What you should do → Nothing outside the range below should be printed. Output exactly the lines from the line with "filename wpars/src/core/transaction.rs" to the line with "let id = id.to_string();", both included.

Records from a data source →
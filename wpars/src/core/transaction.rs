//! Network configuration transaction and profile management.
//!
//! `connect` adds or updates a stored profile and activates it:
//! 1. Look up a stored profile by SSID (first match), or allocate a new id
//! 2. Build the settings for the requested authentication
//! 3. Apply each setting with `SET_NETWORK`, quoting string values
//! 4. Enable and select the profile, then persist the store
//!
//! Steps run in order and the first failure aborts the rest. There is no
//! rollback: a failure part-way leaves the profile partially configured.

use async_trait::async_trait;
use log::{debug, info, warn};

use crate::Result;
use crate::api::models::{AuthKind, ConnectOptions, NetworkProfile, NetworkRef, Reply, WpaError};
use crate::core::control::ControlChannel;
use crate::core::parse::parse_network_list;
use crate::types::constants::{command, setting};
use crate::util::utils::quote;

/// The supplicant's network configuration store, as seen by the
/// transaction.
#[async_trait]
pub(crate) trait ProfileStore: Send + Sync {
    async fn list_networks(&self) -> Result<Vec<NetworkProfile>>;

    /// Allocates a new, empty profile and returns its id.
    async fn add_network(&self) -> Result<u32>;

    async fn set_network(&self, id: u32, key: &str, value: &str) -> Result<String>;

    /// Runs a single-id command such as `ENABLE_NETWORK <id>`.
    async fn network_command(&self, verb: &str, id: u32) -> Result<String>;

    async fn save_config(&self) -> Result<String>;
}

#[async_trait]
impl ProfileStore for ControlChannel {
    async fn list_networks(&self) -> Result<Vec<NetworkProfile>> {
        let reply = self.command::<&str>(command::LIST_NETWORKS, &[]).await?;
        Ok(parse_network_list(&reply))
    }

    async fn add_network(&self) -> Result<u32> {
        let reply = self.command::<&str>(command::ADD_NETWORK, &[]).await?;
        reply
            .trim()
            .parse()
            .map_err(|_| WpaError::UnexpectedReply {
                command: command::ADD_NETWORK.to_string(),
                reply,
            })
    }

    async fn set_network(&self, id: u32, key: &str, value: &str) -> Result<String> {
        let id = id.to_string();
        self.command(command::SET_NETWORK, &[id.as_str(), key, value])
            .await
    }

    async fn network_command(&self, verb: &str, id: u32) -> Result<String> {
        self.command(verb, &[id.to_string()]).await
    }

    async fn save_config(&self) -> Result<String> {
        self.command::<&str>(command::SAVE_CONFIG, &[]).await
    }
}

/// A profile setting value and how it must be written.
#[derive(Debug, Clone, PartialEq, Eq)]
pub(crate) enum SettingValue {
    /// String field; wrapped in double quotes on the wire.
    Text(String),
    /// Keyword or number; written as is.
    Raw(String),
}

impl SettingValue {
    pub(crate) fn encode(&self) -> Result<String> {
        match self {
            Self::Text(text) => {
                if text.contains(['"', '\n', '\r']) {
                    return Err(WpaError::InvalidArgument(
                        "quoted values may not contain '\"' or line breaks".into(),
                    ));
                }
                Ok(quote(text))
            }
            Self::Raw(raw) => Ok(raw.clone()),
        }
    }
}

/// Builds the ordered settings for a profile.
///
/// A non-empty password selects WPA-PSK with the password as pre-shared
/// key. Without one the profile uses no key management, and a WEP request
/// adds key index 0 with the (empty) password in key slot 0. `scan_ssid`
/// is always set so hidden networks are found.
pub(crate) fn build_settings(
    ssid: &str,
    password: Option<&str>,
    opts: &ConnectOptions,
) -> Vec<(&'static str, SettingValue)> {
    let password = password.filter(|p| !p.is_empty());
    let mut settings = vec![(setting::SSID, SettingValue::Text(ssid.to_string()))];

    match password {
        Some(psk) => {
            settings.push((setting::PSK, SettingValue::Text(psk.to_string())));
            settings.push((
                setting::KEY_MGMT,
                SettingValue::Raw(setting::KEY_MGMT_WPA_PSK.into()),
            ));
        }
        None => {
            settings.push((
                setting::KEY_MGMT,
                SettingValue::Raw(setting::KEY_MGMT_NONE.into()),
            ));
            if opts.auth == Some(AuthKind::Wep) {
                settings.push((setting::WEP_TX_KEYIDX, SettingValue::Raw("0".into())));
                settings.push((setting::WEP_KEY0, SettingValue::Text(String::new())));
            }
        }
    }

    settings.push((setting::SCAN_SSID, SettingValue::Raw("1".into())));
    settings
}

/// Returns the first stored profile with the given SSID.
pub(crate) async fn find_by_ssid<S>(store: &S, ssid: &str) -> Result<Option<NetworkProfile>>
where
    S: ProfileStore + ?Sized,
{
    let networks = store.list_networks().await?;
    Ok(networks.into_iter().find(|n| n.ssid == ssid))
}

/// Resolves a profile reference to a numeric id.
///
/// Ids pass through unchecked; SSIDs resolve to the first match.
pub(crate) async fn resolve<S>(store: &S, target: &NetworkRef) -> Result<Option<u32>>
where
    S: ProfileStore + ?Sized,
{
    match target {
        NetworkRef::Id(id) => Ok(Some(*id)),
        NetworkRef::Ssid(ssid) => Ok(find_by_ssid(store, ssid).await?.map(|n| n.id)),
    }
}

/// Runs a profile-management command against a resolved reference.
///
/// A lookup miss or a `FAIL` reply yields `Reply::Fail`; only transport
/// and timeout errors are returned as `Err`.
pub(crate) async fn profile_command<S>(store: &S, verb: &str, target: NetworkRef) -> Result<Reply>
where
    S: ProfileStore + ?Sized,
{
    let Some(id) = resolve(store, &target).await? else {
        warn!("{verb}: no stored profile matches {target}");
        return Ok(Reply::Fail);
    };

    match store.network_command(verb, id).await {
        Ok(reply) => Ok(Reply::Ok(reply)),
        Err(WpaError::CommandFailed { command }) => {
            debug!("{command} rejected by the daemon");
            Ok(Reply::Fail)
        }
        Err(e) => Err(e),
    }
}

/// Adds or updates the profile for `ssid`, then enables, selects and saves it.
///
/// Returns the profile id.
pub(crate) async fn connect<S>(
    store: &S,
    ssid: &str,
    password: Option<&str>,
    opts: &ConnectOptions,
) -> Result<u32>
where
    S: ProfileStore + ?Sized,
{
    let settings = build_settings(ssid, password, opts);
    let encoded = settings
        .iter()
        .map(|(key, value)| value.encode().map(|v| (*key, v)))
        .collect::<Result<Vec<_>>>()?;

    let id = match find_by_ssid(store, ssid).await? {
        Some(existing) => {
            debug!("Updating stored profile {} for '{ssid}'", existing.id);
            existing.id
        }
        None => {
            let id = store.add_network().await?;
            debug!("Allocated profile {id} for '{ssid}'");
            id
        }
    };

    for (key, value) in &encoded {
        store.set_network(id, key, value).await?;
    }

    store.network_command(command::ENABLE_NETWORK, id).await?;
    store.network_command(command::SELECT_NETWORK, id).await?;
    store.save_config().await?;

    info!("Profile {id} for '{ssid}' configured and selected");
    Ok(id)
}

* * *

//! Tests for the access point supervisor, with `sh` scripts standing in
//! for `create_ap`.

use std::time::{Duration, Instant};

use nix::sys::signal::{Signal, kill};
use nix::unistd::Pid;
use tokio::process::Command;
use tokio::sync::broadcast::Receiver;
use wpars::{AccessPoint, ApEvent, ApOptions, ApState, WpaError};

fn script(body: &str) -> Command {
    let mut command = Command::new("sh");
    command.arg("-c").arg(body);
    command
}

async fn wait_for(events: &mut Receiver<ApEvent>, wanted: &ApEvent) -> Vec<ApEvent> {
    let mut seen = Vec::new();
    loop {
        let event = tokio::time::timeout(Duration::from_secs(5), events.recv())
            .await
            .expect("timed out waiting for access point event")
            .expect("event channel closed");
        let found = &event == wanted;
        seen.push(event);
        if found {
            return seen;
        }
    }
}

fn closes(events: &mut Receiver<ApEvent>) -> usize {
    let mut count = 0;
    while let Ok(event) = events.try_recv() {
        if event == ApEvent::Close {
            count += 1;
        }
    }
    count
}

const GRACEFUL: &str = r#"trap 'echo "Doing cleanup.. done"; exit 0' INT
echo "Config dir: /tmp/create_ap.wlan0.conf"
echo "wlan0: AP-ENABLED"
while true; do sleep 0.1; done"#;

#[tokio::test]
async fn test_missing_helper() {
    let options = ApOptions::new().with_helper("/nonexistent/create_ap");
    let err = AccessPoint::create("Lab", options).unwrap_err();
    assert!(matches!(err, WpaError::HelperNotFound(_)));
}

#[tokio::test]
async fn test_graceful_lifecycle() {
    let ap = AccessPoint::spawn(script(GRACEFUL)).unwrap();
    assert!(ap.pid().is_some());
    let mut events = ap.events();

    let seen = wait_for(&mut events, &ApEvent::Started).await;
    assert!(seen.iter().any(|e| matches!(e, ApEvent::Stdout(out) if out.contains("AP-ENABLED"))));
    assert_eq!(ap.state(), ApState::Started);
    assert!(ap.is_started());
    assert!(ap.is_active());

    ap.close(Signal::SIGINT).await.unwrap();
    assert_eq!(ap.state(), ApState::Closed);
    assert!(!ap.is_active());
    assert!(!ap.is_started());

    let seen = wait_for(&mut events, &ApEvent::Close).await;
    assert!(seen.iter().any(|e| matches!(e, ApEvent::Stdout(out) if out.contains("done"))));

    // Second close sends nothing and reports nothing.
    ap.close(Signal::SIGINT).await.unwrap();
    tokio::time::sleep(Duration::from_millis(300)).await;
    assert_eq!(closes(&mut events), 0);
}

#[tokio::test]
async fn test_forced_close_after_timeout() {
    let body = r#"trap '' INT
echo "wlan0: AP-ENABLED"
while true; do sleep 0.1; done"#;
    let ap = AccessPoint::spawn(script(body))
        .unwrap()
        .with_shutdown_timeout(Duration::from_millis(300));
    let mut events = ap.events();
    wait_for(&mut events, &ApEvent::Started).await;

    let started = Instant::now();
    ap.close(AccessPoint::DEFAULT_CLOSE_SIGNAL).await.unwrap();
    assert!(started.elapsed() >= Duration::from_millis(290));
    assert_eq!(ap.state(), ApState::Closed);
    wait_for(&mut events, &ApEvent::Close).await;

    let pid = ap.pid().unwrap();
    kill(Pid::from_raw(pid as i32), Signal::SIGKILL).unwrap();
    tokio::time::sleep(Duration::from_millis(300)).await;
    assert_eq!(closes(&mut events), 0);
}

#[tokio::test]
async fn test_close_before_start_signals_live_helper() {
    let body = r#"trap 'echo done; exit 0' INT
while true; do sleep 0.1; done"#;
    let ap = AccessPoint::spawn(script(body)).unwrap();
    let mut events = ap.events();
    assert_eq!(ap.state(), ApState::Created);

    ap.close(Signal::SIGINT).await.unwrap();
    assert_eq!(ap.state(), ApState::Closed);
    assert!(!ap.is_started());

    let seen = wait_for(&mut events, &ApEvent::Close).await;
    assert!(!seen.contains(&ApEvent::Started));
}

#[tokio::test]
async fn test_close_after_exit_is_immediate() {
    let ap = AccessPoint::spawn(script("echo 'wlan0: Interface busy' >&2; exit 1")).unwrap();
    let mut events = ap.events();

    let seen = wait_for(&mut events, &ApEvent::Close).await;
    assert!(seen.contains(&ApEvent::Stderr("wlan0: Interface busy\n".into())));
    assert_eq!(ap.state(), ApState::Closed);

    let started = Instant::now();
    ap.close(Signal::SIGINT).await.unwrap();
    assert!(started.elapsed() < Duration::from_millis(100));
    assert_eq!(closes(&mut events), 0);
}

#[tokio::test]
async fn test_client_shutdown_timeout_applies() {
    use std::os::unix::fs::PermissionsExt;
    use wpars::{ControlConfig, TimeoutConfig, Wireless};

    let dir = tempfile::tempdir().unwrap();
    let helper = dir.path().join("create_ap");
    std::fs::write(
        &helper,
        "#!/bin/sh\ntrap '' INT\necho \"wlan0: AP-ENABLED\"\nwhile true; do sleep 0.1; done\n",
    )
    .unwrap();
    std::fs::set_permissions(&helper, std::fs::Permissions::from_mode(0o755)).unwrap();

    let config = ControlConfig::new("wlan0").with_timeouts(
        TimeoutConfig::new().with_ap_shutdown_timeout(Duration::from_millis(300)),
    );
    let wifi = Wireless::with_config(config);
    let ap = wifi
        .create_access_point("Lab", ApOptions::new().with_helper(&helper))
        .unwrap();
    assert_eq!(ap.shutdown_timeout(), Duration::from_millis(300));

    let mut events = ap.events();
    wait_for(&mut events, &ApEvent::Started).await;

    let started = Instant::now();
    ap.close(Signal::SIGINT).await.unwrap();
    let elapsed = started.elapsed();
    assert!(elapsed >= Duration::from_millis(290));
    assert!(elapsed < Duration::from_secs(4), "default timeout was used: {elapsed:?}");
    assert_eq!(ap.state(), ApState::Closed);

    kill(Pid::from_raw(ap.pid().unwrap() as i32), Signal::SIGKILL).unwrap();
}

Response to this task →
filename wpars/src/core/transaction.rs
//! Network configuration transaction and profile management.
//!
//! `connect` adds or updates a stored profile and activates it:
//! 1. Look up a stored profile by SSID (first match), or allocate a new id
//! 2. Build the settings for the requested authentication
//! 3. Apply each setting with `SET_NETWORK`, quoting string values
//! 4. Enable and select the profile, then persist the store
//!
//! Steps run in order and the first failure aborts the rest. There is no
//! rollback: a failure part-way leaves the profile partially configured.

use async_trait::async_trait;
use log::{debug, info, warn};

use crate::Result;
use crate::api::models::{AuthKind, ConnectOptions, NetworkProfile, NetworkRef, Reply, WpaError};
use crate::core::control::ControlChannel;
use crate::core::parse::parse_network_list;
use crate::types::constants::{command, setting};
use crate::util::utils::quote;

/// The supplicant's network configuration store, as seen by the
/// transaction.
#[async_trait]
pub(crate) trait ProfileStore: Send + Sync {
    async fn list_networks(&self) -> Result<Vec<NetworkProfile>>;

    /// Allocates a new, empty profile and returns its id.
    async fn add_network(&self) -> Result<u32>;

    async fn set_network(&self, id: u32, key: &str, value: &str) -> Result<String>;

    /// Runs a single-id command such as `ENABLE_NETWORK <id>`.
    async fn network_command(&self, verb: &str, id: u32) -> Result<String>;

    async fn save_config(&self) -> Result<String>;
}

#[async_trait]
impl ProfileStore for ControlChannel {
    async fn list_networks(&self) -> Result<Vec<NetworkProfile>> {
        let reply = self.command::<&str>(command::LIST_NETWORKS, &[]).await?;
        Ok(parse_network_list(&reply))
    }

    async fn add_network(&self) -> Result<u32> {
        let reply = self.command::<&str>(command::ADD_NETWORK, &[]).await?;
        reply
            .trim()
            .parse()
            .map_err(|_| WpaError::UnexpectedReply {
                command: command::ADD_NETWORK.to_string(),
                reply,
            })
    }

    async fn set_network(&self, id: u32, key: &str, value: &str) -> Result<String> {
        let id = id.to_string();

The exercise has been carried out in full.